Sergey Cherkasov, que usava identidade de Victor Müller Ferreira, aguarda fim das investigações para ser extraditado.
O suposto espião russo preso no Brasil Sergey Vladimirovich Cherkasov e o funcionário da diplomacia russa Ivan Chetverikov foram indiciados pela Polícia Federal (PF) por lavagem de dinheiro e associação criminosa.
As investigações apontam que o estrangeiro recebeu em sua conta depósitos mensais feitos em uma agência bancária do Rio de Janeiro pelo funcionário da Embaixada da Rússia. Cherkasov cumpre pena na Penitenciária Federal de Brasília por uso de documento falso.
A PF chegou à identidade de Sergey Chetverikov a partir das imagens de câmeras de segurança do banco. Aos investigadores, inicialmente, o suposto espião negou conhecer o diplomata e depois afirmou ter tido contato com ele no presídio, quando teria recebido “assistência consular”. As informações foram divulgadas pelo “Fantástico”.

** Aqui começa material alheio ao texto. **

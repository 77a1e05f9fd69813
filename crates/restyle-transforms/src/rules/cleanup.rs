//! Dead-code cleanup rule.
//!
//! `const styles = (...) => css`...`` was a workaround pattern under
//! emotion; with linaria the wrapper is redundant. Where a declarator's
//! initializer is an arrow whose body is exactly a `css`-tagged
//! template, the arrow is dropped and the template assigned directly.
//! The wrapper stays when any parameter is referenced inside the
//! template, since dropping it would orphan those references.

use restyle_core::Diagnostic;
use restyle_js::{render_node, NodeId, NodeKind, SyntaxTree};

use crate::matchers;
use crate::pipeline::{FileContext, TransformError};

pub fn apply(
    tree: &mut SyntaxTree,
    _context: &FileContext,
) -> Result<Vec<Diagnostic>, TransformError> {
    let mut unwraps = Vec::new();

    for declarator in tree.descendants(tree.root()) {
        if !matches!(tree.kind(declarator), NodeKind::VariableDeclarator { .. }) {
            continue;
        }
        let Some(&init) = tree.children(declarator).first() else {
            continue;
        };
        if !matches!(tree.kind(init), NodeKind::ArrowFunction { .. }) {
            continue;
        }
        let Some(&body) = tree.children(init).last() else {
            continue;
        };
        if !matchers::is_css_tagged_template(tree, body) {
            continue;
        }
        if template_references_params(tree, init, body) {
            continue;
        }
        unwraps.push((init, body));
    }

    for (arrow, body) in unwraps {
        let text = render_node(tree, body);
        tree.replace_raw(arrow, text);
    }
    Ok(Vec::new())
}

/// True when any of the arrow's parameter bindings is referenced inside
/// the template body.
fn template_references_params(tree: &SyntaxTree, arrow: NodeId, body: NodeId) -> bool {
    let params = param_locals(tree, arrow);
    if params.is_empty() {
        return false;
    }
    tree.descendants(body).into_iter().any(|id| {
        matches!(tree.kind(id), NodeKind::Identifier { name } if params.iter().any(|p| p == name))
    })
}

fn param_locals(tree: &SyntaxTree, arrow: NodeId) -> Vec<String> {
    let NodeKind::ArrowFunction { param_count } = *tree.kind(arrow) else {
        return Vec::new();
    };
    let mut locals = Vec::new();
    for &param in &tree.children(arrow)[..param_count] {
        match tree.kind(param) {
            NodeKind::Identifier { name } => locals.push(name.clone()),
            NodeKind::RestElement { local } => locals.push(local.clone()),
            NodeKind::ObjectPattern => {
                for &property in tree.children(param) {
                    match tree.kind(property) {
                        NodeKind::PatternProperty { local, .. } => locals.push(local.clone()),
                        NodeKind::RestElement { local } => locals.push(local.clone()),
                        _ => {}
                    }
                }
            }
            _ => {}
        }
    }
    locals
}
//! Pure shape predicates and extractors over the syntax tree.
//!
//! Matchers never mutate and never emit diagnostics; they answer "does
//! this node match shape S" and pull out the pieces a rule needs. Each
//! rule classifies its candidates through one function returning a
//! tagged value, then dispatches on the tag, which keeps the matching
//! precedence explicit and testable apart from the mutation.

use restyle_js::{NodeId, NodeKind, SyntaxTree};

/// Member-chain walk bound. Deeper chains abstain instead of walking on.
pub const ACCESSOR_WALK_LIMIT: usize = 32;

// ===== Import view =====

/// What a specifier binds.
#[derive(Debug, Clone, PartialEq, Eq)]
pub enum Imported {
    Default,
    Named(String),
    Namespace,
}

/// One binding introduced by an import.
#[derive(Debug, Clone, PartialEq, Eq)]
pub struct ImportBinding {
    pub local: String,
    pub imported: Imported,
}

/// Derived view over one import declaration, clean or rewritten.
#[derive(Debug, Clone)]
pub struct ImportView {
    pub node: NodeId,
    pub source: String,
    pub bindings: Vec<ImportBinding>,
}

/// Collect views of all top-level import declarations in source order.
pub fn collect_imports(tree: &SyntaxTree) -> Vec<ImportView> {
    let mut views = Vec::new();
    for &stmt in tree.children(tree.root()) {
        let NodeKind::ImportDeclaration { source } = tree.kind(stmt) else {
            continue;
        };
        let mut bindings = Vec::new();
        for &spec in tree.children(stmt) {
            match tree.kind(spec) {
                NodeKind::ImportDefaultSpecifier { local } => bindings.push(ImportBinding {
                    local: local.clone(),
                    imported: Imported::Default,
                }),
                NodeKind::ImportNamedSpecifier { imported, local } => {
                    bindings.push(ImportBinding {
                        local: local.clone(),
                        imported: Imported::Named(imported.clone()),
                    })
                }
                NodeKind::ImportNamespaceSpecifier { local } => bindings.push(ImportBinding {
                    local: local.clone(),
                    imported: Imported::Namespace,
                }),
                _ => {}
            }
        }
        views.push(ImportView {
            node: stmt,
            source: source.clone(),
            bindings,
        });
    }
    views
}

/// The last top-level import declaration, if any.
pub fn last_import(tree: &SyntaxTree) -> Option<NodeId> {
    tree.children(tree.root())
        .iter()
        .copied()
        .filter(|&stmt| matches!(tree.kind(stmt), NodeKind::ImportDeclaration { .. }))
        .last()
}

/// True if any import already binds `theme` as a named `theme` import.
pub fn has_theme_binding(imports: &[ImportView]) -> bool {
    imports.iter().any(|import| {
        import.bindings.iter().any(|binding| {
            binding.local == "theme" && binding.imported == Imported::Named("theme".to_string())
        })
    })
}

// ===== styled / theme shapes =====

fn unwrap_paren(tree: &SyntaxTree, mut id: NodeId) -> NodeId {
    while matches!(tree.kind(id), NodeKind::Paren) {
        id = tree.children(id)[0];
    }
    id
}

/// True if the tagged-template tag mentions `styled` anywhere along its
/// callee/object spine: `styled`, `styled.div`, `styled(Component)`,
/// `styled(Component).attrs(...)` all count.
pub fn tag_mentions_styled(tree: &SyntaxTree, tag: NodeId) -> bool {
    let mut cur = unwrap_paren(tree, tag);
    for _ in 0..ACCESSOR_WALK_LIMIT {
        match tree.kind(cur) {
            NodeKind::Identifier { name } => return name == "styled",
            NodeKind::MemberExpression { .. } | NodeKind::CallExpression => {
                cur = unwrap_paren(tree, tree.children(cur)[0]);
            }
            _ => return false,
        }
    }
    false
}

/// True if the tag is exactly a `styled(...)` call.
pub fn tag_is_styled_call(tree: &SyntaxTree, tag: NodeId) -> bool {
    let tag = unwrap_paren(tree, tag);
    if !matches!(tree.kind(tag), NodeKind::CallExpression) {
        return false;
    }
    let callee = unwrap_paren(tree, tree.children(tag)[0]);
    matches!(tree.kind(callee), NodeKind::Identifier { name } if name == "styled")
}

/// Extract a `theme("a.b.c")` helper call: returns the dot-separated
/// accessor path string. `Ok(None)` when the node is not a `theme(...)`
/// call at all; `Err` when it is one but the single string-literal
/// argument is missing — that is a structurally-impossible state for
/// the rule, not an abstention.
pub fn theme_call_path(tree: &SyntaxTree, id: NodeId) -> Result<Option<String>, ()> {
    if !matches!(tree.kind(id), NodeKind::CallExpression) {
        return Ok(None);
    }
    let children = tree.children(id);
    let callee = unwrap_paren(tree, children[0]);
    if !matches!(tree.kind(callee), NodeKind::Identifier { name } if name == "theme") {
        return Ok(None);
    }
    let [_, arg] = children else {
        return Err(());
    };
    match tree.kind(*arg) {
        NodeKind::Literal { raw } if raw.starts_with('"') || raw.starts_with('\'') => {
            Ok(Some(raw[1..raw.len() - 1].to_string()))
        }
        _ => Err(()),
    }
}

/// True for a non-empty, all-ASCII-digits accessor segment. Empty
/// segments and anything with a letter are string keys.
pub fn is_numeric_segment(segment: &str) -> bool {
    !segment.is_empty() && segment.bytes().all(|b| b.is_ascii_digit())
}

// ===== Arrow classification =====

/// One step of a theme accessor path.
#[derive(Debug, Clone, PartialEq, Eq)]
pub enum PathSeg {
    /// `.name` access.
    Key(String),
    /// `[raw]` access, raw index/key text as written.
    Index(String),
}

/// Classification of an arrow function interpolated into a styled
/// template. Variants are ordered by matching precedence; the first
/// matching shape wins.
#[derive(Debug, Clone, PartialEq, Eq)]
pub enum ArrowShape {
    /// The body references an identifier named `css`. Never rewritten.
    InlineCss,
    /// First parameter destructures `theme` as its first property; the
    /// body already refers to `theme` directly.
    DestructuredTheme,
    /// Plain identifier parameter whose body is exactly a member chain
    /// through `.theme` on that parameter; `path` holds the segments
    /// after `theme`, ready to re-root.
    ParamTheme { path: Vec<PathSeg> },
    /// The body mentions a `.theme` member access but the chain does
    /// not bottom out at the parameter. Abstain with a diagnostic.
    ThemeNotResolvable,
    /// The parameter never reaches theme. Silent abstention.
    NoTheme,
}

/// Classify an arrow function for the accessor-inlining rule.
pub fn classify_arrow(tree: &SyntaxTree, arrow: NodeId) -> ArrowShape {
    let NodeKind::ArrowFunction { param_count } = *tree.kind(arrow) else {
        return ArrowShape::NoTheme;
    };
    let children = tree.children(arrow);
    let Some(&body) = children.last() else {
        return ArrowShape::NoTheme;
    };

    if subtree_references_css(tree, body) {
        return ArrowShape::InlineCss;
    }
    if param_count == 0 {
        return ArrowShape::NoTheme;
    }

    let first_param = children[0];
    match tree.kind(first_param) {
        NodeKind::ObjectPattern => {
            // A block body cannot be spliced in as an expression.
            if matches!(tree.kind(body), NodeKind::Block) {
                return ArrowShape::NoTheme;
            }
            let first_property = tree.children(first_param).first().copied();
            let destructures_theme = first_property.is_some_and(|prop| {
                matches!(tree.kind(prop), NodeKind::PatternProperty { local, .. } if local == "theme")
            });
            if destructures_theme {
                ArrowShape::DestructuredTheme
            } else {
                ArrowShape::NoTheme
            }
        }
        NodeKind::Identifier { name } => {
            let param = name.clone();
            let expr = unwrap_paren(tree, body);
            if let Some(path) = param_theme_path(tree, expr, &param) {
                ArrowShape::ParamTheme { path }
            } else if mentions_theme_member(tree, body) {
                ArrowShape::ThemeNotResolvable
            } else {
                ArrowShape::NoTheme
            }
        }
        _ => ArrowShape::NoTheme,
    }
}

fn subtree_references_css(tree: &SyntaxTree, id: NodeId) -> bool {
    tree.descendants(id)
        .into_iter()
        .any(|n| matches!(tree.kind(n), NodeKind::Identifier { name } if name == "css"))
}

fn mentions_theme_member(tree: &SyntaxTree, id: NodeId) -> bool {
    tree.descendants(id).into_iter().any(|n| {
        matches!(
            tree.kind(n),
            NodeKind::MemberExpression { property: Some(p), .. } if p == "theme"
        )
    })
}

/// Walk a member chain outside-in, accumulating segments, until the
/// object is the parameter itself. Succeeds only when the innermost
/// segment is `theme`; the returned path excludes it.
fn param_theme_path(tree: &SyntaxTree, outermost: NodeId, param: &str) -> Option<Vec<PathSeg>> {
    let mut segments = Vec::new();
    let mut cur = outermost;

    for _ in 0..ACCESSOR_WALK_LIMIT {
        match tree.kind(cur) {
            NodeKind::MemberExpression {
                property: Some(name),
                ..
            } => {
                segments.push(PathSeg::Key(name.clone()));
                cur = tree.children(cur)[0];
            }
            NodeKind::MemberExpression {
                property: None,
                computed: true,
            } => {
                let index = tree.children(cur)[1];
                match tree.kind(index) {
                    NodeKind::Literal { raw } => segments.push(PathSeg::Index(raw.clone())),
                    _ => return None,
                }
                cur = tree.children(cur)[0];
            }
            NodeKind::Paren => cur = tree.children(cur)[0],
            NodeKind::Identifier { name } if name == param => {
                segments.reverse();
                return match segments.split_first() {
                    Some((PathSeg::Key(root), rest)) if root == "theme" => Some(rest.to_vec()),
                    _ => None,
                };
            }
            _ => return None,
        }
    }
    None
}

No mesmo depoimento, prestado no fim do ano passado, Sergey Cherkasov não soube informar a origem dos 62 depósitos bancários feitos na sua conta, entre 2021 e 2022. Já Ivan Chetverikov deixou o Brasil no segundo semestre de 2023 e não foi ouvido pelos policiais.

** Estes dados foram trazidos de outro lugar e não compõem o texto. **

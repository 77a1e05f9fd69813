//! Transform name lookup for the CLI.

use crate::apollo;
use crate::pipeline::{self, SourceFile, TransformError, TransformOutput};

/// A registered transform entry point.
pub type TransformFn = fn(&SourceFile) -> Result<TransformOutput, TransformError>;

/// Registered transforms, looked up by CLI name.
pub struct Registry {
    entries: Vec<(&'static str, TransformFn)>,
}

impl Registry {
    /// The built-in transforms.
    pub fn builtin() -> Self {
        Registry {
            entries: vec![
                ("emotion-to-linaria", pipeline::emotion_to_linaria as TransformFn),
                ("apollo-hooks", apollo::apollo_hooks as TransformFn),
            ],
        }
    }

    /// Look up a transform by name.
    pub fn get(&self, name: &str) -> Option<TransformFn> {
        self.entries
            .iter()
            .find(|(entry_name, _)| *entry_name == name)
            .map(|(_, transform)| *transform)
    }

    /// Registered names, in registration order.
    pub fn names(&self) -> Vec<&'static str> {
        self.entries.iter().map(|(name, _)| *name).collect()
    }
}

impl Default for Registry {
    fn default() -> Self {
        Registry::builtin()
    }
}

#[cfg(test)]
mod tests {
    use super::*;

    #[test]
    fn builtin_names() {
        let registry = Registry::builtin();
        assert_eq!(registry.names(), vec!["emotion-to-linaria", "apollo-hooks"]);
    }

    #[test]
    fn unknown_name_is_none() {
        assert!(Registry::builtin().get("nope").is_none());
    }
}
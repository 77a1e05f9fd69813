//! Per-file pipeline: parse, run the rewrite rules in fixed order,
//! serialize, hand back text plus diagnostics.
//!
//! The rule order matters: later rules depend on earlier rules having
//! normalized the tree. Accessor inlining, for example, checks for an
//! existing `theme` import binding, which the theme-module rule may
//! have just established. The order is total and never varies.
//!
//! One tree and one diagnostic collector live per file and are dropped
//! when the file is done; there is no cross-file state.

use std::path::{Path, PathBuf};

use serde::Serialize;
use thiserror::Error;
use tracing::debug;

use restyle_core::{Diagnostic, Diagnostics};
use restyle_js::{parse, serialize, ParseError, SyntaxTree};

use crate::rules;

/// One input file: where it lives and what it contains.
#[derive(Debug, Clone)]
pub struct SourceFile {
    pub path: PathBuf,
    pub source: String,
}

impl SourceFile {
    pub fn new(path: impl Into<PathBuf>, source: impl Into<String>) -> Self {
        SourceFile {
            path: path.into(),
            source: source.into(),
        }
    }
}

/// Result of transforming one file.
#[derive(Debug, Serialize)]
pub struct TransformOutput {
    /// Rewritten source text. Byte-identical to the input when nothing
    /// matched.
    pub source: String,
    /// All diagnostics for the file, sorted by line.
    pub diagnostics: Vec<Diagnostic>,
}

impl TransformOutput {
    /// True when the transform changed the file's text.
    pub fn changed(&self, original: &str) -> bool {
        self.source != original
    }
}

/// Fatal, per-file transform failure. Recoverable mismatches never
/// land here; they become diagnostics.
#[derive(Debug, Error)]
pub enum TransformError {
    #[error(transparent)]
    Parse(#[from] ParseError),

    /// A rule hit a structurally impossible state, like a `theme()`
    /// call whose accessor argument is not a string literal.
    #[error("structural failure: {message}")]
    Structural { message: String },
}

impl TransformError {
    pub fn structural(message: impl Into<String>) -> Self {
        TransformError::Structural {
            message: message.into(),
        }
    }
}

/// Read-only per-file context passed to every rule.
pub struct FileContext<'a> {
    pub path: &'a Path,
}

type RuleFn = fn(&mut SyntaxTree, &FileContext) -> Result<Vec<Diagnostic>, TransformError>;

// Fixed total rule order.
const RULES: &[(&str, RuleFn)] = &[
    ("imports", rules::imports::apply),
    ("theme-module", rules::theme_module::apply),
    ("theme-inline", rules::theme_inline::apply),
    ("style-prop", rules::style_prop::apply),
    ("class-name", rules::class_name::apply),
    ("cleanup", rules::cleanup::apply),
    ("deprecated", rules::deprecated::apply),
];

/// Migrate one file from emotion's API to linaria's.
pub fn emotion_to_linaria(file: &SourceFile) -> Result<TransformOutput, TransformError> {
    let mut tree = parse(&file.source)?;
    let context = FileContext { path: &file.path };
    let mut collector = Diagnostics::new();

    for (name, rule) in RULES {
        debug!(rule = name, path = %file.path.display(), "applying rule");
        collector.extend(rule(&mut tree, &context)?);
    }

    let diagnostics = collector.into_sorted();
    debug!(
        path = %file.path.display(),
        diagnostics = diagnostics.len(),
        "pipeline complete"
    );
    Ok(TransformOutput {
        source: serialize(&tree),
        diagnostics,
    })
}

A defesa de Sergey Chetverikov disse que “está totalmente empenhada em comprovar a inocência de Sergey ao longo da instrução processual”.
“O único crime admitido por Sergey foi o uso de documentos falsos, um delito que já foi confessado. É crucial ressaltar que, até o momento, não existem provas concretas que sustentem as acusações de lavagem de dinheiro, associação criminosa e espionagem. A defesa está confiante de que, ao analisar de maneira minuciosa os fatos apresentados, será evidente a ausência de fundamentos sólidos para tais imputações”, afirma a defesa.

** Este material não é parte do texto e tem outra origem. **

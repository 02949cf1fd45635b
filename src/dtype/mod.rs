//! Element type tags for kernel operands
//!
//! `DType` is the runtime element type of a tensor view. Only a subset of these
//! can live in a WGSL storage buffer; the rest exist so the host engine can hand
//! any tensor to a kernel factory and get a typed rejection back.

use std::fmt;

/// Element types a tensor view may carry
///
/// # Discriminant Values
///
/// - Floats: 0-9 (F64=0, F32=1, F16=2)
/// - Signed ints: 10-19 (I64=10, I32=11, I8=13)
/// - Unsigned ints: 20-29 (U64=20, U32=21, U8=23)
/// - Bool: 30
/// - String: 50
#[derive(Copy, Clone, Debug, PartialEq, Eq, Hash, PartialOrd, Ord)]
#[non_exhaustive]
#[repr(u8)]
pub enum DType {
    /// 64-bit floating point
    F64 = 0,
    /// 32-bit floating point
    F32 = 1,
    /// 16-bit floating point (IEEE 754)
    F16 = 2,
    /// 64-bit signed integer
    I64 = 10,
    /// 32-bit signed integer
    I32 = 11,
    /// 8-bit signed integer
    I8 = 13,
    /// 64-bit unsigned integer
    U64 = 20,
    /// 32-bit unsigned integer
    U32 = 21,
    /// 8-bit unsigned integer
    U8 = 23,
    /// Boolean, one byte per element
    Bool = 30,
    /// Variable-length string; never storable on the device
    String = 50,
}

impl DType {
    /// Size of one element in bytes, `None` for variable-length types
    #[inline]
    pub const fn size_in_bytes(self) -> Option<usize> {
        match self {
            Self::F64 | Self::I64 | Self::U64 => Some(8),
            Self::F32 | Self::I32 | Self::U32 => Some(4),
            Self::F16 => Some(2),
            Self::I8 | Self::U8 | Self::Bool => Some(1),
            Self::String => None,
        }
    }

    /// Short name for display and cache keys (e.g., "f32", "bool")
    pub const fn short_name(self) -> &'static str {
        match self {
            Self::F64 => "f64",
            Self::F32 => "f32",
            Self::F16 => "f16",
            Self::I64 => "i64",
            Self::I32 => "i32",
            Self::I8 => "i8",
            Self::U64 => "u64",
            Self::U32 => "u32",
            Self::U8 => "u8",
            Self::Bool => "bool",
            Self::String => "string",
        }
    }
}

impl fmt::Display for DType {
    fn fmt(&self, f: &mut fmt::Formatter<'_>) -> fmt::Result {
        write!(f, "{}", self.short_name())
    }
}

/// Set of dtypes for type constraints
#[derive(Copy, Clone, Debug, PartialEq, Eq, Hash)]
pub struct DTypeSet {
    bits: u64,
}

impl DTypeSet {
    /// Floating point types a WGSL kernel can store
    #[cfg(feature = "f16")]
    pub const WGSL_FLOATS: Self = Self {
        bits: (1 << DType::F32 as u8) | (1 << DType::F16 as u8),
    };

    /// Floating point types a WGSL kernel can store
    #[cfg(not(feature = "f16"))]
    pub const WGSL_FLOATS: Self = Self {
        bits: 1 << DType::F32 as u8,
    };

    /// Integer types a WGSL kernel can store
    pub const WGSL_INTS: Self = Self {
        bits: (1 << DType::I32 as u8) | (1 << DType::U32 as u8),
    };

    /// Signed types a WGSL kernel can store
    pub const WGSL_SIGNED: Self = Self {
        bits: Self::WGSL_FLOATS.bits | (1 << DType::I32 as u8),
    };

    /// Every numeric type a WGSL kernel can store
    pub const WGSL_NUMERIC: Self = Self {
        bits: Self::WGSL_FLOATS.bits | Self::WGSL_INTS.bits,
    };

    /// Create a set containing a single dtype
    #[inline]
    pub const fn single(dtype: DType) -> Self {
        Self {
            bits: 1 << dtype as u8,
        }
    }

    /// Check if the set contains a dtype
    #[inline]
    pub const fn contains(self, dtype: DType) -> bool {
        self.bits & (1 << dtype as u8) != 0
    }

    /// Union of two sets
    #[inline]
    pub const fn union(self, other: Self) -> Self {
        Self {
            bits: self.bits | other.bits,
        }
    }

    /// Intersection of two sets
    #[inline]
    pub const fn intersection(self, other: Self) -> Self {
        Self {
            bits: self.bits & other.bits,
        }
    }

    /// Check if set is empty
    #[inline]
    pub const fn is_empty(self) -> bool {
        self.bits == 0
    }
}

Procurada, a Embaixada da Rússia não retornou os contatos.
No processo de execução da pena do russo, seu advogado anexou, no último dia 4, o pedido que fez à Justiça para reconhecimento do direito à para o regime aberto. De acordo com a petição assinada por Paulo Ferreira, seu cliente já cumpriu 1 ano, 9 meses e 11 dias de prisão, o que representa 16% do total da condenação, o que já lhe garantiria acesso ao benefício previsto na Lei de Execução Penal.
Cherkasov criou uma identidade brasileira falsa há mais de dez anos, em nome de Victor Müller Ferreira. Com esse documento, ele estudou na Irlanda e nos Estados Unidos e tentou entrar na Holanda para trabalhar no Tribunal Penal Internacional, em Haia, que julga crimes de guerra. Para a PF, o objetivo dele era obter informações sensíveis para a Rússia, que está em guerra com a Ucrânia.
A descoberta da farsa ocorreu na tentativa de entrar na Holanda, em abril de 2022. Enviado de volta ao aeroporto de Guarulhos, o estrangeiro foi preso e processado na Justiça Federal em São Paulo por uso de documento falso. Logo após sua condenação em primeira instância, em junho de 2022, a Rússia pediu a extradição do suposto espião.
As autoridades russas sustentaram que Cherkasov não era um espião, mas sim um traficante ligado a um grupo criminoso, liderado por um cidadão do Tadjiquistão, que fornecia heroína da região de Moscou para Lipetsk.
Relator do processo de extradição no Supremo Tribunal Federal (STF), o ministro Edson Fachin concordou com o pedido da Rússia, mas condicionou a entrega do russo ao término da investigação ainda em curso no Brasil.